Recently I read on Kirkus about novelists “who do really funky research.” Like Jodi Picoult who spent time in a prison. Susan Minot traveled to Uganda to get to know girls kidnapped by the Lord’s Resistance Army. Peter Rock explored an underground shelter used by former members of a New Age religion. Ann Tyler has written: “I write because I want more than one life.”
It made me wonder. What would I do? How far would I go? My just-finished work in progress is about the Vietnam era, and it’s been tough. A girl coming to age, watching young men she cares about grappling with going to war. It’s been hard, not just to hear about and think about all that went on during the war (I’ve interviewed vets, read lots of books, and watched tons of video footage), but it’s also been tough to get into the mind of young soldiers, particularly those who’ve come back with PTSD.
I’ve struggled and (consequently) so has my main character. She’s never seen combat and neither have I. Once when I was a kid I was living in unstable Uganda and a guard shoved a machine gun into the Land Rover I was riding in, but that’s the closest I’ve come to a wartime experience.
My next WIP is about an adrenaline junkie who does extreme things for a thrill, to make himself feel more alive. I made a list of things I would might think about doing to research that novel.
1. Visit a warzone. If I did, would there be any way I could truly feel the feelings of being a combat troop? Or what it would feel like to be there day in and day out? Although it would bring me closer, I’m not so sure it would achieve more than a glancing view . . . like being a tourist or voyeur into a life. Unless I actually picked up a weapon and was in combat. No one wants me in their platoon. Trust me.

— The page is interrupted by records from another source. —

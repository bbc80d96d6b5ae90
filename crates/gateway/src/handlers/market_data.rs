//! Market data component
//!
//! Live streams (tick-by-tick, realtime bars, scanner rows, keep-up-to-date
//! historical bars) land in bounded windows read with the `fetch_*` methods.
//! One-shot historical requests and scanner parameters block on the
//! correlator.

use log::{debug, info, warn};
use relay_core::{
    Bar, HistoricalDataRequest, RealtimeBarRequest, RequestId, ScannerData, ScannerRequest, Tick,
    TickByTickDataRequest, reserved,
};
use relay_correlation::{Correlator, WindowBuffer};
use relay_ports::{OutboundRequest, Transport};
use std::sync::Arc;
use std::time::Duration;

use super::{RequestCanceller, bind, ensure_not_reserved, mismatched};
use crate::config::CorrelationSettings;
use crate::error::GatewayResult;
use crate::messages::{
    Event, HistoricalBar, HistoricalDataEnd, RealtimeBarUpdate, ScannerRow, TickByTickAllLast,
    TickByTickBidAsk, TickByTickMidPoint,
};
use crate::router::{EventHandler, HandlerTable};

pub struct MarketDataComponent {
    transport: Arc<dyn Transport>,
    window_length: usize,
    scanner_rows: usize,
    ticks: WindowBuffer<Tick>,
    realtime_bars: WindowBuffer<Bar>,
    /// Keep-up-to-date historical requests
    live_bars: WindowBuffer<Bar>,
    scanner: WindowBuffer<ScannerData>,
    /// One-shot historical requests
    historical: Correlator<Bar>,
    scanner_parameters: Correlator<String>,
}

impl MarketDataComponent {
    pub fn new(transport: Arc<dyn Transport>, settings: &CorrelationSettings) -> Self {
        let window_length = settings.window_length;
        Self {
            transport,
            window_length,
            scanner_rows: settings.scanner_rows,
            ticks: WindowBuffer::new(window_length),
            realtime_bars: WindowBuffer::new(window_length),
            live_bars: WindowBuffer::new(window_length),
            scanner: WindowBuffer::new(settings.scanner_rows),
            historical: Correlator::new(),
            scanner_parameters: Correlator::new(),
        }
    }

    // Tick-by-tick

    pub fn request_tick_by_tick_data(&self, request: TickByTickDataRequest) -> GatewayResult<()> {
        let request_id = request.request_id;
        ensure_not_reserved(request_id)?;
        info!(
            "Requesting {} ticks for {} ({})",
            request.tick_type.as_str(),
            request.contract.label(),
            request_id
        );
        self.ticks.init(request_id, self.window_length);
        self.send_or_release(OutboundRequest::RequestTickByTickData(request), || {
            self.ticks.remove(request_id);
        })
    }

    /// Latest ticks for `request_id`, oldest first
    pub fn fetch_tick_by_tick_data(&self, request_id: RequestId) -> Vec<Tick> {
        self.ticks.snapshot(request_id)
    }

    pub fn cancel_tick_by_tick_data(&self, request_id: RequestId) -> GatewayResult<()> {
        info!("Cancelling tick-by-tick data {}", request_id);
        self.ticks.remove(request_id);
        self.transport
            .send(OutboundRequest::CancelTickByTickData { request_id })?;
        Ok(())
    }

    pub fn on_tick_by_tick_all_last(&self, raw: &TickByTickAllLast) {
        self.push_tick(raw.request_id, Tick::Trade(raw.to_tick()));
    }

    pub fn on_tick_by_tick_bid_ask(&self, raw: &TickByTickBidAsk) {
        self.push_tick(raw.request_id, Tick::BidAsk(raw.to_tick()));
    }

    pub fn on_tick_by_tick_mid_point(&self, raw: &TickByTickMidPoint) {
        self.push_tick(raw.request_id, Tick::Midpoint(raw.to_tick()));
    }

    fn push_tick(&self, request_id: RequestId, tick: Tick) {
        if !self.ticks.append_if_present(request_id, tick) {
            debug!("Tick for inactive request {}", request_id);
        }
    }

    // Realtime bars

    pub fn request_realtime_bars(&self, request: RealtimeBarRequest) -> GatewayResult<()> {
        let request_id = request.request_id;
        ensure_not_reserved(request_id)?;
        info!(
            "Requesting {}s {} bars for {} ({})",
            request.bar_size,
            request.bar_type.as_str(),
            request.contract.label(),
            request_id
        );
        self.realtime_bars.init(request_id, self.window_length);
        self.send_or_release(OutboundRequest::RequestRealtimeBars(request), || {
            self.realtime_bars.remove(request_id);
        })
    }

    pub fn fetch_realtime_bars(&self, request_id: RequestId) -> Vec<Bar> {
        self.realtime_bars.snapshot(request_id)
    }

    pub fn cancel_realtime_bars(&self, request_id: RequestId) -> GatewayResult<()> {
        info!("Cancelling realtime bars {}", request_id);
        self.realtime_bars.remove(request_id);
        self.transport
            .send(OutboundRequest::CancelRealtimeBars { request_id })?;
        Ok(())
    }

    pub fn on_realtime_bar(&self, raw: &RealtimeBarUpdate) {
        match raw.to_bar() {
            Ok(bar) => {
                if !self.realtime_bars.append_if_present(raw.request_id, bar) {
                    debug!("Realtime bar for inactive request {}", raw.request_id);
                }
            }
            Err(e) => warn!("Dropping realtime bar for {}: {}", raw.request_id, e),
        }
    }

    // Historical data

    /// Request historical bars.
    ///
    /// One-shot requests block until `historicalDataEnd` and return the bars.
    /// Keep-up-to-date requests return `None` immediately; their bars are read
    /// with [`fetch_historical_data`](Self::fetch_historical_data).
    pub fn request_historical_data(
        &self,
        request: HistoricalDataRequest,
        timeout: Duration,
    ) -> GatewayResult<Option<Vec<Bar>>> {
        let request_id = request.request_id;
        ensure_not_reserved(request_id)?;
        info!(
            "Requesting historical data {} for {}: {} of {} {} bars",
            request_id,
            request.contract.label(),
            request.time_period,
            request.bar_size,
            request.bar_type.as_str()
        );

        if request.keep_up_to_date {
            self.live_bars.init(request_id, self.window_length);
            self.send_or_release(OutboundRequest::RequestHistoricalData(request), || {
                self.live_bars.remove(request_id);
            })?;
            return Ok(None);
        }

        let pending = self.historical.expect_sequence(request_id);
        self.transport
            .send(OutboundRequest::RequestHistoricalData(request))?;
        Ok(Some(pending.wait_sequence(timeout)?))
    }

    /// Latest bars of a keep-up-to-date request, oldest first
    pub fn fetch_historical_data(&self, request_id: RequestId) -> Vec<Bar> {
        self.live_bars.snapshot(request_id)
    }

    pub fn cancel_historical_data(&self, request_id: RequestId) -> GatewayResult<()> {
        info!("Cancelling historical data {}", request_id);
        self.live_bars.remove(request_id);
        self.historical.delete(request_id);
        self.transport
            .send(OutboundRequest::CancelHistoricalData { request_id })?;
        Ok(())
    }

    pub fn on_historical_data(&self, raw: &HistoricalBar) {
        let bar = match raw.bar.to_bar() {
            Ok(bar) => bar,
            Err(e) => {
                warn!("Dropping historical bar for {}: {}", raw.request_id, e);
                return;
            }
        };

        let request_id = raw.request_id;
        if self.live_bars.exists(request_id) {
            if !self.live_bars.append_if_present(request_id, bar) {
                debug!("Historical bar for cancelled request {}", request_id);
            }
        } else if !self.historical.append_if_present(request_id, bar) {
            debug!("Historical bar for inactive request {}", request_id);
        }
    }

    pub fn on_historical_data_update(&self, raw: &HistoricalBar) {
        if !self.live_bars.exists(raw.request_id) {
            debug!("Historical update for inactive request {}", raw.request_id);
            return;
        }
        let bar = match raw.bar.to_bar() {
            Ok(bar) => bar,
            Err(e) => {
                warn!("Dropping historical update for {}: {}", raw.request_id, e);
                return;
            }
        };
        let revised = self
            .live_bars
            .replace_or_append_if_present(raw.request_id, bar, |b: &Bar| b.time);
        if !revised {
            debug!("Historical update for cancelled request {}", raw.request_id);
        }
    }

    pub fn on_historical_data_end(&self, end: &HistoricalDataEnd) {
        debug!(
            "Historical data end for {} ({} - {})",
            end.request_id, end.start, end.end
        );
        if !self.live_bars.exists(end.request_id) {
            self.historical.end_sequence_if_present(end.request_id);
        }
    }

    // Scanner

    /// Scanner parameter XML
    pub fn request_scanner_parameters(&self, timeout: Duration) -> GatewayResult<String> {
        let pending = self.scanner_parameters.expect(reserved::SCANNER_PARAMETERS);
        info!("Requesting scanner parameters");
        self.transport.send(OutboundRequest::RequestScannerParameters)?;
        Ok(pending.wait_value(timeout)?)
    }

    pub fn on_scanner_parameters(&self, xml: &str) {
        info!("Received scanner parameters ({} bytes)", xml.len());
        self.scanner_parameters
            .store(reserved::SCANNER_PARAMETERS, xml.to_string());
    }

    /// Subscribe to a scanner; the window holds one page of rows
    pub fn request_scanner(&self, request: ScannerRequest) -> GatewayResult<()> {
        let request_id = request.request_id;
        ensure_not_reserved(request_id)?;
        let rows = request.subscription.rows().unwrap_or(self.scanner_rows);
        info!(
            "Requesting scanner {} ({} rows) as {}",
            request.subscription.scan_code, rows, request_id
        );
        self.scanner.init(request_id, rows);
        self.send_or_release(OutboundRequest::RequestScannerSubscription(request), || {
            self.scanner.remove(request_id);
        })
    }

    pub fn fetch_scanner_data(&self, request_id: RequestId) -> Vec<ScannerData> {
        self.scanner.snapshot(request_id)
    }

    pub fn cancel_scanner(&self, request_id: RequestId) -> GatewayResult<()> {
        info!("Cancelling scanner {}", request_id);
        self.scanner.remove(request_id);
        self.transport
            .send(OutboundRequest::CancelScannerSubscription { request_id })?;
        Ok(())
    }

    pub fn on_scanner_data(&self, row: &ScannerRow) {
        if !self.scanner.append_if_present(row.request_id, row.to_scanner_data()) {
            debug!("Scanner row for inactive request {}", row.request_id);
        }
    }

    pub fn on_scanner_data_end(&self, request_id: RequestId) {
        info!("Received scanner data end: {}", request_id);
    }

    /// Send `request`; on failure run `release` so no window is left behind
    fn send_or_release(
        &self,
        request: OutboundRequest,
        release: impl FnOnce(),
    ) -> GatewayResult<()> {
        if let Err(e) = self.transport.send(request) {
            release();
            return Err(e.into());
        }
        Ok(())
    }
}

impl RequestCanceller for MarketDataComponent {
    fn cancel_pending(&self, request_id: RequestId) -> bool {
        self.historical.delete(request_id)
    }
}

impl EventHandler for MarketDataComponent {
    fn name(&self) -> &str {
        "market_data"
    }

    fn handlers(self: Arc<Self>) -> HandlerTable {
        HandlerTable::new()
            .on(
                "on_tick_by_tick_all_last",
                bind(&self, |s, event| match event {
                    Event::TickByTickAllLast(raw) => s.on_tick_by_tick_all_last(raw),
                    other => mismatched("market_data", "on_tick_by_tick_all_last", other),
                }),
            )
            .on(
                "on_tick_by_tick_bid_ask",
                bind(&self, |s, event| match event {
                    Event::TickByTickBidAsk(raw) => s.on_tick_by_tick_bid_ask(raw),
                    other => mismatched("market_data", "on_tick_by_tick_bid_ask", other),
                }),
            )
            .on(
                "on_tick_by_tick_mid_point",
                bind(&self, |s, event| match event {
                    Event::TickByTickMidPoint(raw) => s.on_tick_by_tick_mid_point(raw),
                    other => mismatched("market_data", "on_tick_by_tick_mid_point", other),
                }),
            )
            .on(
                "on_realtime_bar",
                bind(&self, |s, event| match event {
                    Event::RealtimeBar(raw) => s.on_realtime_bar(raw),
                    other => mismatched("market_data", "on_realtime_bar", other),
                }),
            )
            .on(
                "on_historical_data",
                bind(&self, |s, event| match event {
                    Event::HistoricalData(raw) => s.on_historical_data(raw),
                    other => mismatched("market_data", "on_historical_data", other),
                }),
            )
            .on(
                "on_historical_data_update",
                bind(&self, |s, event| match event {
                    Event::HistoricalDataUpdate(raw) => s.on_historical_data_update(raw),
                    other => mismatched("market_data", "on_historical_data_update", other),
                }),
            )
            .on(
                "on_historical_data_end",
                bind(&self, |s, event| match event {
                    Event::HistoricalDataEnd(end) => s.on_historical_data_end(end),
                    other => mismatched("market_data", "on_historical_data_end", other),
                }),
            )
            .on(
                "on_scanner_parameters",
                bind(&self, |s, event| match event {
                    Event::ScannerParameters { xml } => s.on_scanner_parameters(xml),
                    other => mismatched("market_data", "on_scanner_parameters", other),
                }),
            )
            .on(
                "on_scanner_data",
                bind(&self, |s, event| match event {
                    Event::ScannerData(row) => s.on_scanner_data(row),
                    other => mismatched("market_data", "on_scanner_data", other),
                }),
            )
            .on(
                "on_scanner_data_end",
                bind(&self, |s, event| match event {
                    Event::ScannerDataEnd { request_id } => s.on_scanner_data_end(*request_id),
                    other => mismatched("market_data", "on_scanner_data_end", other),
                }),
            )
    }
}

2. Go bungee jumping. Earlier today I saw a terrifying video on Facebook—and by me, I mean my husband (I was too afraid to even watch). A bungee cord snapped as an Australian woman was bungee jumping over the Zambezi River. It took forty minutes before she was rescued, after she floated downriver through rapids and white waters. I don’t want to do that. The truth is I’m as chicken as they come, scared of anything that might cause me bodily harm. But I wonder. I saw cliff jumpers in an IMAX presentation once when I was on a field trip with one of my kids. I had to cover my eyes and peer through my fingers. I’ll cross these two things off, too. [Read more…]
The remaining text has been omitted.